Two of the great Chinese works of literature, “Outlaws of the Marsh” (aka “Water Margin”) and “Journey to the West” are compilations rather than original works. The stories about their characters had been floating around, expanding, and evolving to the needs of generations until the authors of the novel form brought them together into unifying story lines. Most of those stories can be told in pretty much any order, so in novel form almost all the development is in the beginning and end.  What was most interesting for me was that at the end of “Outlaws” the heroes have purified the empire (internal corruption is a more common theme in Chinese literature than external threats) and retired only to then watch the empire descend back into corrupt due to the nature of humanity. 

“Romance of the Three Kingdoms” by Luo Guanzhong is a historical novel (and play, and opera, and now movies) about the Han civil wars that has also evolved with the times.  Different dynasties needed different political justifications, so “Three Kingdoms,” in particular the plays and operas, changed their tone, raising or lowering the moral virtues of different characters depending on which side of history the present dynasty felt itself to be on. “Three Kingdoms” may have had its greatest influence through Chairman Mao.  When I read that it was Mao’s favorite book, it explained why Mao was so paranoid – the characters in the book, mostly generals and ministers, are constantly being tricked or betrayed.

 

“A Dream of Red Mansions” by Cao Xueqin is the empress of Chinese literature. Imagine for a moment that Shakespeare had expanded “Romeo and Juliet” into a novel the length of “The Lord of the Rings” and added so much thematic and symbolic layering that you could specialize in just that one work (the study of the book is called “Redology”).  Unfortunately the author died before finishing his book, so his friend Gao E finished it. So many people were dissatisfied with his ending that it spawned an amateur industry of fan fiction, people scribbling out their own endings to the novel. Since most writers in Chinese history, indeed most of history, have supported themselves by either day jobs or patronage, there was no conception of ‘copyright.’  Copyright is something necessary for a capitalist society, in which ideas can be turned into money, whereas for most of history the source of wealth was either land or government positions. In China, most writers were government officials who left the work of governance to underlings and focused upon literary achievements, which is probably why their four great novels are so very long.
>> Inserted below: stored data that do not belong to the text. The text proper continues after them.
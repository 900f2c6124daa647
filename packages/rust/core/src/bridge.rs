//! Collaborator bridge.
//!
//! Feature derivation and model scoring are external collaborators. The
//! [`Collaborator`] trait is the seam; [`BridgeCollaborator`] implements it by
//! spawning one long-lived subprocess per stage and exchanging JSON-lines
//! messages over stdin/stdout:
//!
//! ```text
//! bridge → {"type":"ready"}
//! host   → {"type":"run","id":"req-1","task":{"stage":"transform","unit":"<hash>","input_path":"…","output_path":"…"}}
//! bridge → {"type":"result","id":"req-1","result":{"output_path":"…"}}
//!        | {"type":"error","id":"req-1","error":"…"}
//! host   → {"type":"shutdown"}
//! ```
//!
//! Artifacts travel through scratch files, never inline. The transform bridge
//! writes the encoded feature artifact; the score bridge writes
//! `{"ids": [...], "probabilities": [[...], ...]}` which the score stage
//! packages into a prediction table.

use std::collections::HashMap;
use std::path::PathBuf;
use std::process::Stdio;
use std::time::Duration;

use async_trait::async_trait;
use serde::{Deserialize, Serialize};
use tokio::io::{AsyncBufReadExt, AsyncWriteExt, BufReader, Lines};
use tokio::process::{Child, ChildStdin, ChildStdout, Command};
use tokio::sync::Mutex;
use tracing::{debug, info, warn};
use uuid::Uuid;

use ledgerflow_shared::{CollaboratorsConfig, LedgerflowError, Result, Stage};

/// How long a freshly spawned bridge has to announce itself.
const READY_TIMEOUT: Duration = Duration::from_secs(30);

/// External per-unit collaborator for the transform and score stages.
#[async_trait]
pub trait Collaborator: Send + Sync {
    /// Run `stage` on one unit's input bytes and return the output bytes.
    async fn invoke(&self, stage: Stage, unit: &str, input: &[u8]) -> Result<Vec<u8>>;
}

// ---------------------------------------------------------------------------
// Protocol types
// ---------------------------------------------------------------------------

#[derive(Debug, Clone, Serialize)]
struct BridgeTask {
    stage: Stage,
    unit: String,
    input_path: String,
    output_path: String,
}

#[derive(Debug, Serialize)]
#[serde(tag = "type", rename_all = "snake_case")]
enum RequestMessage {
    Run { id: String, task: BridgeTask },
    Shutdown,
}

#[derive(Debug, Deserialize)]
#[serde(tag = "type", rename_all = "snake_case")]
enum ResponseMessage {
    Ready,
    Result { id: String, result: BridgeResult },
    Error { id: String, error: String },
}

#[derive(Debug, Default, Deserialize)]
struct BridgeResult {
    /// Where the bridge wrote its output; defaults to the suggested path.
    #[serde(default)]
    output_path: Option<String>,
}

// ---------------------------------------------------------------------------
// Bridge config
// ---------------------------------------------------------------------------

/// How to launch the bridge subprocesses.
#[derive(Debug, Clone)]
pub struct BridgeConfig {
    /// Bridge command (e.g. `python3`).
    pub bridge_cmd: String,
    /// Script per stage, passed as the command's only argument.
    pub scripts: HashMap<Stage, String>,
    /// Working directory for the subprocesses.
    pub working_dir: PathBuf,
    /// Directory for input/output scratch files.
    pub scratch_dir: PathBuf,
}

impl From<&CollaboratorsConfig> for BridgeConfig {
    fn from(config: &CollaboratorsConfig) -> Self {
        Self {
            bridge_cmd: config.bridge_cmd.clone(),
            scripts: HashMap::from([
                (Stage::Transform, config.transform_script.clone()),
                (Stage::Score, config.score_script.clone()),
            ]),
            working_dir: PathBuf::from(&config.working_dir),
            scratch_dir: std::env::temp_dir().join("ledgerflow-bridge"),
        }
    }
}

// ---------------------------------------------------------------------------
// Bridge handle
// ---------------------------------------------------------------------------

/// Handle to one spawned bridge subprocess.
struct BridgeHandle {
    child: Child,
    stdin: ChildStdin,
    lines: Lines<BufReader<ChildStdout>>,
    request_counter: u64,
}

impl BridgeHandle {
    async fn spawn(config: &BridgeConfig, stage: Stage) -> Result<Self> {
        let script = config.scripts.get(&stage).ok_or_else(|| {
            LedgerflowError::config(format!("no bridge script configured for {stage}"))
        })?;
        info!(cmd = %config.bridge_cmd, %script, %stage, "spawning collaborator bridge");

        let mut child = Command::new(&config.bridge_cmd)
            .arg(script)
            .current_dir(&config.working_dir)
            .stdin(Stdio::piped())
            .stdout(Stdio::piped())
            .stderr(Stdio::inherit())
            .kill_on_drop(true)
            .spawn()
            .map_err(|e| {
                LedgerflowError::config(format!(
                    "failed to spawn {stage} bridge: {e}. Is `{}` installed?",
                    config.bridge_cmd
                ))
            })?;

        let stdin = child
            .stdin
            .take()
            .ok_or_else(|| LedgerflowError::config("failed to capture bridge stdin"))?;
        let stdout = child
            .stdout
            .take()
            .ok_or_else(|| LedgerflowError::config("failed to capture bridge stdout"))?;

        let mut handle = Self {
            child,
            stdin,
            lines: BufReader::new(stdout).lines(),
            request_counter: 0,
        };
        handle.wait_for_ready().await?;
        Ok(handle)
    }

    async fn read_message(&mut self) -> std::result::Result<ResponseMessage, String> {
        let line = self
            .lines
            .next_line()
            .await
            .map_err(|e| format!("bridge read error: {e}"))?
            .ok_or_else(|| "bridge closed stdout unexpectedly".to_string())?;

        serde_json::from_str(line.trim()).map_err(|e| {
            let head: String = line.chars().take(200).collect();
            format!("invalid bridge message: {e} (got: {head})")
        })
    }

    async fn wait_for_ready(&mut self) -> Result<()> {
        let msg = tokio::time::timeout(READY_TIMEOUT, self.read_message())
            .await
            .map_err(|_| LedgerflowError::config("bridge did not become ready in time"))?
            .map_err(LedgerflowError::config)?;

        match msg {
            ResponseMessage::Ready => {
                debug!("bridge is ready");
                Ok(())
            }
            other => Err(LedgerflowError::config(format!(
                "expected ready message, got {other:?}"
            ))),
        }
    }

    async fn send_line(&mut self, msg: &RequestMessage) -> std::result::Result<(), String> {
        let json = serde_json::to_string(msg).map_err(|e| format!("failed to serialize request: {e}"))?;
        self.stdin
            .write_all(format!("{json}\n").as_bytes())
            .await
            .map_err(|e| format!("failed to write to bridge stdin: {e}"))?;
        self.stdin
            .flush()
            .await
            .map_err(|e| format!("failed to flush bridge stdin: {e}"))
    }

    /// Send one task and wait for its response.
    async fn run(&mut self, task: BridgeTask) -> std::result::Result<BridgeResult, String> {
        self.request_counter += 1;
        let id = format!("req-{}", self.request_counter);
        self.send_line(&RequestMessage::Run {
            id: id.clone(),
            task,
        })
        .await?;

        match self.read_message().await? {
            ResponseMessage::Result { id: resp_id, result } if resp_id == id => Ok(result),
            ResponseMessage::Result { id: resp_id, .. } => {
                Err(format!("response id mismatch: sent {id}, got {resp_id}"))
            }
            ResponseMessage::Error { error, .. } => Err(error),
            ResponseMessage::Ready => Err("unexpected ready message during run".into()),
        }
    }

    async fn shutdown(mut self) {
        let _ = self.send_line(&RequestMessage::Shutdown).await;
        match tokio::time::timeout(Duration::from_secs(5), self.child.wait()).await {
            Ok(Ok(status)) => info!(?status, "bridge exited"),
            Ok(Err(e)) => warn!("bridge wait error: {e}"),
            Err(_) => {
                warn!("bridge did not exit after shutdown, killing");
                let _ = self.child.kill().await;
            }
        }
    }
}

// ---------------------------------------------------------------------------
// BridgeCollaborator
// ---------------------------------------------------------------------------

/// [`Collaborator`] backed by JSON-lines bridge subprocesses, spawned lazily.
pub struct BridgeCollaborator {
    config: BridgeConfig,
    handles: Mutex<HashMap<Stage, BridgeHandle>>,
}

impl BridgeCollaborator {
    pub fn new(config: BridgeConfig) -> Self {
        Self {
            config,
            handles: Mutex::new(HashMap::new()),
        }
    }

    /// Ask every running bridge to exit.
    pub async fn shutdown(&self) {
        let handles: Vec<BridgeHandle> = self.handles.lock().await.drain().map(|(_, h)| h).collect();
        for handle in handles {
            handle.shutdown().await;
        }
    }

    async fn run_task(&self, stage: Stage, task: BridgeTask) -> Result<BridgeResult> {
        let unit = task.unit.clone();
        let mut handles = self.handles.lock().await;

        if !handles.contains_key(&stage) {
            let handle = BridgeHandle::spawn(&self.config, stage).await?;
            handles.insert(stage, handle);
        }
        let Some(handle) = handles.get_mut(&stage) else {
            return Err(LedgerflowError::config(format!("{stage} bridge unavailable")));
        };

        match handle.run(task).await {
            Ok(result) => Ok(result),
            Err(message) => {
                // A dead bridge is respawned on the next unit.
                if let Ok(Some(status)) = handle.child.try_wait() {
                    warn!(?status, %stage, "bridge exited, dropping handle");
                    handles.remove(&stage);
                }
                Err(LedgerflowError::upstream(unit, message))
            }
        }
    }
}

#[async_trait]
impl Collaborator for BridgeCollaborator {
    async fn invoke(&self, stage: Stage, unit: &str, input: &[u8]) -> Result<Vec<u8>> {
        let scratch = &self.config.scratch_dir;
        tokio::fs::create_dir_all(scratch)
            .await
            .map_err(|e| LedgerflowError::io(scratch, e))?;

        let token = Uuid::now_v7();
        let input_path = scratch.join(format!("{token}.in"));
        let suggested_output = scratch.join(format!("{token}.out"));
        tokio::fs::write(&input_path, input)
            .await
            .map_err(|e| LedgerflowError::io(&input_path, e))?;

        let task = BridgeTask {
            stage,
            unit: unit.to_string(),
            input_path: input_path.display().to_string(),
            output_path: suggested_output.display().to_string(),
        };
        let result = self.run_task(stage, task).await;
        let _ = tokio::fs::remove_file(&input_path).await;

        let output_path = result?
            .output_path
            .map(PathBuf::from)
            .unwrap_or(suggested_output);
        let bytes = tokio::fs::read(&output_path).await.map_err(|e| {
            LedgerflowError::upstream(
                unit,
                format!("bridge output {} unreadable: {e}", output_path.display()),
            )
        })?;
        let _ = tokio::fs::remove_file(&output_path).await;
        Ok(bytes)
    }
}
I can understand the impulse to correct other writers; since I was so dissatisfied with the ending of “Battlestar Galactica” that I wrote my own crossover novella about the characters of BSG and “Star Trek Voyager” stumbling across each other and working together to get to Earth. I believe my version makes more sense than the endings of those shows, but oh well.  I’ll never be able to sell it, but it was only a week of evenings out of my life.


The more important aspect of “Dreams” was the attention it paid to women. The author was disgruntled with the lives of men, his family’s political and therefore economic future on the decline, and one of his themes was the corruption of men and the purity of women, a theme diluted when the women came into conflict with each other. But even the conflicts between women were over their access to the resources of men. “Dreams” was a water shed in Chinese literature, for both before and after “Dreams” men were portrayed as violent alcoholics and the women as sexual beings, but before “Dreams” the writers were on the side of the men and after “Dreams” the writers were more on the side of the women, especially the writers who are remembered like Lu Xun and Ba Jin.

Lu and Ba were early twentieth century writers of a generation of scholars educated in Europe.  In Europe, socialism, feminism, and modernism had grown up separately, with distinct and sometimes contradictory goals.  But for Chinese students, all three were Western reforms, and so were introduced to China as a package, so Chinese male authors were often more sympathetic to women’s issues than Western male writers. Even when Lin Yutang wrote novels about China in English for a foreign audience, he wrote about women in flattering terms. The weird thing for me is that he wrote about both feminine and feminist women in a positive light. The traditional and modern women are both positive ideals for him, as long as the women are good people.